Please copy out the entries until you have copied the line that contains "use crate::registry::Handler;", beginning with the first line.

Collected data entries
——

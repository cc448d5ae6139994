// SPDX-License-Identifier: Apache-2.0 OR MIT
// Copyright (c) 2025-2026 naskel.com

//! AS112 sink-zone handler.
//!
//! Serves the synthetic apex records of an AS112 anycast sink: SOA and NS
//! owned by whatever name was asked, NOERROR when the query type matches
//! one of them, NXDOMAIN with the SOA in the authority section otherwise.
//! Responses are authoritative.

use std::sync::LazyLock;

use hickory_proto::op::ResponseCode;
use hickory_proto::rr::rdata::{NS, SOA};
use hickory_proto::rr::{DNSClass, Name, RData, Record, RecordType};

use crate::codec;
use crate::registry::Handler;
use crate::request::Request;

const APEX_TTL: u32 = 300;

static SOA_MNAME: LazyLock<Name> =
    LazyLock::new(|| Name::from_ascii("a.as112.net.").expect("literal name"));
static SOA_RNAME: LazyLock<Name> =
    LazyLock::new(|| Name::from_ascii("hostmaster.root-servers.org.").expect("literal name"));
static NS_1: LazyLock<Name> =
    LazyLock::new(|| Name::from_ascii("b.as112.net.").expect("literal name"));
static NS_2: LazyLock<Name> =
    LazyLock::new(|| Name::from_ascii("c.as112.net.").expect("literal name"));

/// Sink-zone responder for the AS112 reverse zones.
pub struct As112;

impl As112 {
    fn soa(qname: &Name) -> Record {
        Record::from_rdata(
            qname.clone(),
            APEX_TTL,
            RData::SOA(SOA::new(
                SOA_MNAME.clone(),
                SOA_RNAME.clone(),
                2002040800,
                1800,
                900,
                604800,
                604800,
            )),
        )
    }
}

impl Handler for As112 {
    fn handle(&self, request: &mut Request, qname: &Name, qtype: RecordType, _qclass: DNSClass) {
        let mut response = codec::build_response(request.message(), ResponseCode::NoError);

        if qtype == RecordType::ANY || qtype == RecordType::SOA {
            response.add_answer(Self::soa(qname));
        }
        if qtype == RecordType::ANY || qtype == RecordType::NS {
            response.add_answer(Record::from_rdata(
                qname.clone(),
                APEX_TTL,
                RData::NS(NS(NS_1.clone())),
            ));
            response.add_answer(Record::from_rdata(
                qname.clone(),
                APEX_TTL,
                RData::NS(NS(NS_2.clone())),
            ));
        }

        if response.answers().is_empty() {
            // NODATA/NXDOMAIN: SOA moves to the authority section.
            response.set_response_code(ResponseCode::NXDomain);
            response.add_name_server(Self::soa(qname));
        }

        response.set_authoritative(true);
        request.set_response(response);
    }
}
// SPDX-License-Identifier: Apache-2.0 OR MIT
// Copyright (c) 2025-2026 naskel.com

//! # sinkdns: event-driven authoritative DNS responder framework
//!
//! A single-threaded DNS server engine for operators who answer queries
//! with custom logic (AS112 sink zones, CHAOS-class identification,
//! client introspection, fault injection) without writing the transport,
//! readiness handling, or wire plumbing themselves. The framework owns the
//! sockets and the protocol mechanics; callers supply handlers matched on
//! query name, type, and class.
//!
//! ## Quick start
//!
//! ```rust,no_run
//! use std::sync::Arc;
//! use sinkdns::hickory_proto::rr::{DNSClass, RecordType};
//! use sinkdns::{handlers, net, Reactor, Server};
//!
//! fn main() -> std::io::Result<()> {
//!     let mut server = Server::new(Reactor::new()?);
//!     server.add_port(net::bind_udp4_port(5053)?)?;
//!     server.add_port(net::bind_tcp4_port(5053)?)?;
//!
//!     server
//!         .register_handler(None, DNSClass::ANY, RecordType::ANY, Arc::new(handlers::QueryOnly))
//!         .expect("register guard");
//!     server
//!         .register_handler(None, DNSClass::ANY, RecordType::ANY, Arc::new(handlers::As112))
//!         .expect("register responder");
//!
//!     server.run()
//! }
//! ```
//!
//! ## Architecture
//!
//! ```text
//! +--------------------------------------------------------------+
//! |                          Server                              |
//! |  +--------------------------------------------------------+  |
//! |  |                       Reactor                          |  |
//! |  |  mio::Poll + per-token idle deadlines                  |  |
//! |  +--------------------------------------------------------+  |
//! |          |                  |                    |           |
//! |          v                  v                    v           |
//! |  +-------------+    +-------------+     +---------------+    |
//! |  |  UDP port   |    | TCP accept  |     | TCP conn      |    |
//! |  |  driver     |    | path        |     | state machine |    |
//! |  +-------------+    +-------------+     +---------------+    |
//! |          |                                      |            |
//! |          +-------------------+------------------+            |
//! |                              v                               |
//! |  +--------------------------------------------------------+  |
//! |  |          Dispatch -> ordered handler registry          |  |
//! |  +--------------------------------------------------------+  |
//! +--------------------------------------------------------------+
//! ```
//!
//! DNS message parsing and serialization are delegated to `hickory-proto`
//! (re-exported as [`hickory_proto`] so handler code shares the same
//! types). The engine itself only handles the RFC 1035 section 4.2.2
//! two-byte length framing on TCP.
//!
//! ## Concurrency model
//!
//! Everything runs on one thread, driven by one readiness multiplexer.
//! Handlers execute synchronously during dispatch and must not block; they
//! mutate the request to attach a response and return. UDP backpressure is
//! absorbed by a per-port FIFO; TCP backpressure by flipping each
//! connection's watcher between read and write interest.

pub use hickory_proto;

/// Compile-time constants (buffer ceilings, timeouts, backlog).
pub mod config;

/// DNS codec glue: parse, serialize, canonical names, wildcard matching.
pub mod codec;

/// Named function table for handler discovery by string name.
pub mod functions;

/// Sample handlers: static records, AS112, client introspection, guards,
/// fault injection.
pub mod handlers;

/// Socket-binding helpers producing server-ready descriptors.
pub mod net;

/// Readiness-multiplexer binding with idle deadlines.
pub mod reactor;

/// Handler trait and the ordered handler registry.
pub mod registry;

/// The request object handlers mutate.
pub mod request;

mod dispatch;
mod server;
mod tcp;
mod udp;

pub use dispatch::process_message;
pub use reactor::{IoEvent, Reactor};
pub use registry::{Handler, HandlerEntry, HandlerRegistry};
pub use request::{Request, Transport};
pub use server::{PortId, Server};
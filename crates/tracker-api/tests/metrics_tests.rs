//! Metrics endpoint tests.
//!
//! Run with: `cargo test -p asset-tracker-api --features metrics --test metrics_tests`

#![cfg(feature = "metrics")]

mod common;

use axum::http::StatusCode;
use common::{make_request, seed_record, sqlite_app};

#[tokio::test]
async fn test_metrics_report_operations_and_route_templates() {
    let (app, storage) = sqlite_app();
    seed_record(&storage, "Sine", "sinusoid", "Ingest", &["sinusoid"]).await;

    let (status, _) = make_request(app.clone(), "GET", "/track").await;
    assert_eq!(status, StatusCode::OK);
    let (status, _) = make_request(
        app.clone(),
        "PUT",
        "/track/service/Sine/asset/sinusoid/event/Ingest",
    )
    .await;
    assert_eq!(status, StatusCode::OK);
    let (status, _) = make_request(
        app.clone(),
        "PUT",
        "/track/service/Sine/asset/missing/event/Ingest",
    )
    .await;
    assert_eq!(status, StatusCode::NOT_FOUND);

    let (status, body) = make_request(app, "GET", "/metrics").await;
    assert_eq!(status, StatusCode::OK);
    let text = body.as_str().unwrap();

    assert!(text.contains(r#"tracker_operations_total{operation="list",status="success"} 1"#));
    assert!(text.contains(r#"tracker_operations_total{operation="deprecate",status="success"} 1"#));
    assert!(text.contains(r#"tracker_operations_total{operation="deprecate",status="not_found"} 1"#));
    assert!(text.contains(
        r#"http_requests_total{method="PUT",path="/track/service/:service/asset/:asset/event/:event",status="200"} 1"#
    ));
    assert!(!text.contains("path=\"/track/service/Sine"));
}
//! Shared fixtures for router tests.

#![allow(dead_code)]

use asset_tracker_api::{build_router, AppState, AuditLogger, AuditSeverity};
use asset_tracker_core::{Result, TrackerError, ASSET_TRACKER_TABLE};
use asset_tracker_storage::{
    InsertPayload, QueryPayload, QueryResponse, SqliteStorage, StorageClient, UpdatePayload,
    WriteResponse,
};
use axum::{
    body::Body,
    http::{Request, StatusCode},
    Router,
};
use parking_lot::Mutex;
use serde_json::{json, Value};
use std::future::Future;
use std::pin::Pin;
use std::sync::Arc;
use tower::ServiceExt;

/// Helper to make HTTP requests to the test app
pub async fn make_request(app: Router, method: &str, path: &str) -> (StatusCode, Value) {
    let request = Request::builder()
        .uri(path)
        .method(method)
        .body(Body::empty())
        .unwrap();
    let response = app.oneshot(request).await.unwrap();
    let status = response.status();

    let body_bytes = axum::body::to_bytes(response.into_body(), usize::MAX)
        .await
        .unwrap();

    let json: Value = serde_json::from_slice(&body_bytes)
        .unwrap_or_else(|_| Value::String(String::from_utf8_lossy(&body_bytes).to_string()));

    (status, json)
}

pub fn sqlite_app() -> (Router, Arc<SqliteStorage>) {
    let storage = Arc::new(SqliteStorage::in_memory().unwrap());
    let app = build_router(AppState::from_storage(storage.clone()));
    (app, storage)
}

pub async fn seed_record(
    storage: &SqliteStorage,
    service: &str,
    asset: &str,
    event: &str,
    datapoints: &[&str],
) {
    let payload = InsertPayload::new()
        .value("service", service)
        .value("asset", asset)
        .value("event", event)
        .value("plugin", "sinusoid")
        .value("fledge", "Fledge")
        .value("ts", "2024-03-01 12:30:45.123456")
        .value("data", json!({ "datapoints": datapoints }));
    let response = storage.insert(ASSET_TRACKER_TABLE, &payload).await.unwrap();
    assert_eq!(response, WriteResponse::inserted(1));
}

/// Audit sink that always fails.
pub struct FailingAuditLogger;

impl AuditLogger for FailingAuditLogger {
    fn emit<'a>(
        &'a self,
        _code: &'a str,
        _severity: AuditSeverity,
        _details: Value,
    ) -> Pin<Box<dyn Future<Output = Result<()>> + Send + 'a>> {
        Box::pin(async { Err(TrackerError::Storage("audit sink unavailable".into())) })
    }
}

/// Storage returning scripted responses and recording the payloads it saw.
#[derive(Default)]
pub struct ScriptedStorage {
    pub query_responses: Mutex<Vec<QueryResponse>>,
    pub update_responses: Mutex<Vec<WriteResponse>>,
    pub queries: Mutex<Vec<QueryPayload>>,
    pub updates: Mutex<Vec<UpdatePayload>>,
}

impl ScriptedStorage {
    pub fn with_queries(responses: Vec<QueryResponse>) -> Self {
        Self {
            query_responses: Mutex::new(responses),
            ..Default::default()
        }
    }

    pub fn then_updates(self, responses: Vec<WriteResponse>) -> Self {
        *self.update_responses.lock() = responses;
        self
    }
}

impl StorageClient for ScriptedStorage {
    fn query<'a>(
        &'a self,
        _table: &'a str,
        payload: &'a QueryPayload,
    ) -> Pin<Box<dyn Future<Output = Result<QueryResponse>> + Send + 'a>> {
        Box::pin(async move {
            self.queries.lock().push(payload.clone());
            let mut responses = self.query_responses.lock();
            if responses.is_empty() {
                return Err(TrackerError::Other("no scripted query response".into()));
            }
            Ok(responses.remove(0))
        })
    }

    fn update<'a>(
        &'a self,
        _table: &'a str,
        payload: &'a UpdatePayload,
    ) -> Pin<Box<dyn Future<Output = Result<WriteResponse>> + Send + 'a>> {
        Box::pin(async move {
            self.updates.lock().push(payload.clone());
            let mut responses = self.update_responses.lock();
            if responses.is_empty() {
                return Err(TrackerError::Other("no scripted update response".into()));
            }
            Ok(responses.remove(0))
        })
    }

    fn insert<'a>(
        &'a self,
        _table: &'a str,
        _payload: &'a InsertPayload,
    ) -> Pin<Box<dyn Future<Output = Result<WriteResponse>> + Send + 'a>> {
        Box::pin(async { Ok(WriteResponse::inserted(1)) })
    }

    fn ping(&self) -> Pin<Box<dyn Future<Output = Result<()>> + Send + '_>> {
        Box::pin(async { Err(TrackerError::Other("scripted storage is offline".into())) })
    }
}

pub fn scripted_app(storage: Arc<ScriptedStorage>) -> Router {
    build_router(AppState::new(storage, Arc::new(FailingAuditLogger)))
}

——

__Problem solution__:
repository cc448d5ae6139994
// SPDX-License-Identifier: Apache-2.0 OR MIT
// Copyright (c) 2025-2026 naskel.com

//! AS112 sink-zone handler.
//!
//! Serves the synthetic apex records of an AS112 anycast sink: SOA and NS
//! owned by whatever name was asked, NOERROR when the query type matches
//! one of them, NXDOMAIN with the SOA in the authority section otherwise.
//! Responses are authoritative.

use std::sync::LazyLock;

use hickory_proto::op::ResponseCode;
use hickory_proto::rr::rdata::{NS, SOA};
use hickory_proto::rr::{DNSClass, Name, RData, Record, RecordType};

use crate::codec;
use crate::registry::Handler;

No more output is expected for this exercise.